China NMPA Drug Inspection - Jiuzhou Hengyuan (Anguo) Pharmaceutical Co., Ltd. - Privet

On July 17, 2023, the National Medical Products Administration (NMPA) issued Announcement No. 30, reporting that 49 batches of drugs failed to meet quality standards during recent testing. A significant number of violations were attributed to Beijing Langdi Pharmaceutical Co., Ltd. and its contract manufacturer, Shanxi Zhendong Pharmaceutical Co., Ltd., particularly regarding Calcium Carbonate D3 granules and tablets that failed 'content determination' tests for Vitamin D3 levels. Other cited companies include Hebei Jinniu Yuanda Pharmaceutical, Changchun Xin’an Pharmaceutical, and several Traditional Chinese Medicine suppliers such as Anguo Runde Pharmaceutical.

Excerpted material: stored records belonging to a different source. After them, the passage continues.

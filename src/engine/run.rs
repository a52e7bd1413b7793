use std::panic::{self, AssertUnwindSafe};

use crossbeam::channel;
use tracing::debug;

use super::config::Config;
use super::error::RunError;
use super::feeder::{feed_pool, feed_queues};
use super::operation::Mode;
use super::relay::{Relay, dispatch_in_order};
use super::step::{Completion, IntoStep};
use crate::pool::{Fault, PoolState, WorkerPool};
use crate::source::Source;

/// Outcome of a run whose operation returns `O` over a source failing with `E`
pub type RunResult<T, O, E> =
    Result<Completion<T, <O as IntoStep>::Exit>, RunError<<O as IntoStep>::Error, E>>;

/// Value of a [`run`] that finished normally
#[derive(Debug, Clone, PartialEq, Eq)]
pub enum RunValue<O, R> {
    /// Ignore-result mode: what the traversal itself returned
    Traversed(O),
    /// Order-preserving mode: every result, in input order
    Mapped(Vec<R>),
}

/// Run `op` over every element of `source` on `config.workers()` threads.
///
/// In [`Mode::IgnoreResult`] results are dropped and the traversal output is
/// returned; in [`Mode::OrderPreserving`] results are collected in input
/// order. The first exit, failure or panic observed by any thread decides the
/// outcome, and only after everything already started has finished.
pub fn run<S, F, O>(
    source: S,
    config: Config,
    mode: Mode,
    op: F,
) -> RunResult<RunValue<S::Output, O::Value>, O, S::Error>
where
    S: Source + Send,
    S::Item: Clone + Send,
    S::Error: Send,
    F: Fn(S::Item) -> O + Sync,
    O: IntoStep,
    O::Value: Send,
    O::Exit: Send,
    O::Error: Send,
{
    match mode {
        Mode::IgnoreResult => {
            run_ignoring(source, config, op).map(|done| done.map(RunValue::Traversed))
        }
        Mode::OrderPreserving => {
            run_ordered(source, config, op, |relay| relay.map(|(_, value)| value).collect())
                .map(|done| done.map(RunValue::Mapped))
        }
    }
}

/// Ignore-result mode: the calling thread feeds a bounded task queue directly
pub fn run_ignoring<S, F, O>(source: S, config: Config, op: F) -> RunResult<S::Output, O, S::Error>
where
    S: Source,
    S::Item: Send,
    S::Error: Send,
    F: Fn(S::Item) -> O + Sync,
    O: IntoStep,
    O::Exit: Send,
    O::Error: Send,
{
    debug!(mode = ?Mode::IgnoreResult, workers = config.workers(), "Run started");

    let state = PoolState::new(config);
    let (state_ref, op_ref) = (&state, &op);

    let output = crossbeam::thread::scope(move |scope| {
        let pool = WorkerPool::start(scope, state_ref, Some(config.backlog()));
        let output = feed_pool(source, &pool, state_ref, op_ref);
        pool.finalize();
        output
    })
    .unwrap_or_else(|payload| panic::resume_unwind(payload));

    finish(state.resolve(output))
}

/// Order-preserving mode.
///
/// A feeder thread walks `source` into a dispatch queue and a consumer queue,
/// a runner thread submits dispatched elements and forwards their result
/// slots in order, and `driver` runs on the calling thread reading both
/// through a [`Relay`]. Whatever `driver` returns is discarded when a fault
/// was recorded.
pub fn run_ordered<S, F, O, D, T>(
    source: S,
    config: Config,
    op: F,
    driver: D,
) -> RunResult<T, O, S::Error>
where
    S: Source + Send,
    S::Item: Clone + Send,
    S::Error: Send,
    F: Fn(S::Item) -> O + Sync,
    O: IntoStep,
    O::Value: Send,
    O::Exit: Send,
    O::Error: Send,
    D: FnOnce(&mut Relay<'_, S::Item, O::Value>) -> T,
{
    debug!(mode = ?Mode::OrderPreserving, workers = config.workers(), "Run started");

    let state = PoolState::new(config);
    let (state_ref, op_ref) = (&state, &op);

    let (value, traversal) = crossbeam::thread::scope(move |scope| {
        let pool = WorkerPool::start(scope, state_ref, None);
        let (dispatch_tx, dispatch_rx) = channel::unbounded();
        let (consume_tx, consume_rx) = channel::bounded(config.backlog());
        let (slots_tx, slots_rx) = channel::bounded(config.backlog());

        let feeder =
            scope.spawn(move |_| feed_queues(source, state_ref, vec![dispatch_tx, consume_tx]));
        let submitter = pool.submitter();
        let runner = scope.spawn(move |_| {
            dispatch_in_order(dispatch_rx, submitter, state_ref, op_ref, slots_tx);
        });

        let mut relay = Relay::new(consume_rx, slots_rx, state_ref);
        let value = panic::catch_unwind(AssertUnwindSafe(|| driver(&mut relay)));

        // Closing the relay's queues unblocks a feeder or runner still waiting on them
        state_ref.stop();
        drop(relay);
        let traversal = feeder.join().unwrap_or_else(|payload| Err(Fault::Panic(payload)));
        let _ = runner.join();
        pool.finalize();
        (value, traversal)
    })
    .unwrap_or_else(|payload| panic::resume_unwind(payload));

    let value = value.unwrap_or_else(|payload| panic::resume_unwind(payload));
    finish(state.resolve(traversal.map(|()| value)))
}

fn finish<T, B, E, S>(result: Result<Completion<T, B>, RunError<E, S>>) -> Result<Completion<T, B>, RunError<E, S>> {
    let outcome = match &result {
        Ok(Completion::Finished(_)) => "finished",
        Ok(Completion::Exited(_)) => "exited early",
        Err(RunError::Operation(_)) => "operation failed",
        Err(RunError::Traversal(_)) => "traversal failed",
    };
    debug!(outcome, "Run finished");
    result
}

#[cfg(test)]
mod tests {
    use super::*;
    use crate::engine::Step;
    use crate::source::{Iter, TryIter};
    use std::convert::Infallible;
    use std::sync::Mutex;

    fn config(workers: usize) -> Config {
        Config::new(workers).unwrap()
    }

    #[test]
    fn ignore_mode_visits_every_element() {
        let seen = Mutex::new(Vec::new());
        let result = run_ignoring(Iter::new(0..50), config(4), |n| {
            seen.lock().unwrap().push(n);
            Ok::<_, Infallible>(())
        });

        assert_eq!(result, Ok(Completion::Finished(())));
        let mut seen = seen.into_inner().unwrap();
        seen.sort();
        assert_eq!(seen, (0..50).collect::<Vec<_>>());
    }

    #[test]
    fn ignore_mode_returns_traversal_output() {
        let items = vec![1, 2, 3];
        let result = run_ignoring(&items, config(2), |_| Ok::<_, Infallible>(()));
        let output = result.unwrap().into_value();
        assert!(std::ptr::eq(output, &items));
    }

    #[test]
    fn ordered_mode_collects_in_input_order() {
        let result = run(Iter::new(0..30u64), config(5), Mode::OrderPreserving, |n| {
            std::thread::sleep(std::time::Duration::from_millis(30 - n));
            Ok::<_, Infallible>(n * n)
        });

        let expected: Vec<u64> = (0..30).map(|n| n * n).collect();
        assert_eq!(result, Ok(Completion::Finished(RunValue::Mapped(expected))));
    }

    #[test]
    fn ignore_mode_through_run() {
        let result = run(Iter::new(0..10), config(3), Mode::IgnoreResult, |_| {
            Ok::<_, Infallible>(())
        });
        assert_eq!(result, Ok(Completion::Finished(RunValue::Traversed(()))));
    }

    #[test]
    fn operation_failure_is_raised() {
        let result = run_ignoring(Iter::new(0..20), config(4), |n| {
            if n == 7 { Err("seven") } else { Ok(()) }
        });
        assert_eq!(result, Err(RunError::Operation("seven")));
    }

    #[test]
    fn traversal_failure_is_raised() {
        let items: Vec<Result<u8, &str>> = vec![Ok(1), Ok(2), Err("no more")];
        let result = run_ordered(
            TryIter::new(items),
            config(2),
            |n| Ok::<_, Infallible>(n),
            |relay| relay.count(),
        );
        assert_eq!(result, Err(RunError::Traversal("no more")));
    }

    #[test]
    fn early_exit_is_returned() {
        let result = run_ordered(
            Iter::new(0..100),
            config(4),
            |n| {
                if n == 10 {
                    Step::<u32, &str, Infallible>::Exit("ten")
                } else {
                    Step::Next(n)
                }
            },
            |relay| relay.count(),
        );
        assert_eq!(result, Ok(Completion::Exited("ten")));
    }

    #[test]
    fn driver_stopping_early_is_not_a_fault() {
        let result = run_ordered(
            Iter::new(0..1000),
            config(4),
            |n| Ok::<_, Infallible>(n % 7 == 3),
            |relay| relay.position(|(_, hit)| hit),
        );
        assert_eq!(result, Ok(Completion::Finished(Some(3))));
    }

    #[test]
    fn results_only_driver_finishes() {
        let (done_tx, done_rx) = std::sync::mpsc::channel();
        std::thread::spawn(move || {
            let result = run_ordered(
                Iter::new(0..50),
                config(2),
                |n| Ok::<_, Infallible>(n * 2),
                |relay| std::iter::from_fn(|| relay.next_result()).collect::<Vec<_>>(),
            );
            let _ = done_tx.send(result);
        });

        let result = done_rx
            .recv_timeout(std::time::Duration::from_secs(5))
            .expect("results-only driver stalled");
        let expected: Vec<i32> = (0..50).map(|n| n * 2).collect();
        assert_eq!(result, Ok(Completion::Finished(expected)));
    }

    #[test]
    fn driver_panic_resumes_after_cleanup() {
        let result = panic::catch_unwind(|| {
            run_ordered(
                Iter::new(0..100),
                config(3),
                |n| Ok::<_, Infallible>(n),
                |relay| -> usize {
                    relay.next();
                    panic!("driver gave up")
                },
            )
        });
        assert!(result.is_err());
    }

    #[test]
    fn operation_panic_resumes_on_caller() {
        let result = panic::catch_unwind(|| {
            run_ignoring(Iter::new(0..10), config(2), |n| {
                if n == 4 {
                    panic!("operation gave up");
                }
                Ok::<_, Infallible>(())
            })
        });
        assert!(result.is_err());
    }
}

The inspections identified various quality issues, including inaccurate ingredient concentrations, poor dissolution rates, excessive moisture content, and failures in physical adhesion and weight consistency. These findings were evaluated against the regulatory framework of the Drug Administration Law of the People's Republic of China and the 2020 edition of the Chinese Pharmacopoeia. In response, the NMPA has ordered immediate risk control measures, including the suspension of sales and use, alongside a total recall of the non-compliant batches. The involved enterprises must investigate the root causes of these failures and implement corrective actions, while provincial authorities conduct further legal investigations into the suspected misconduct.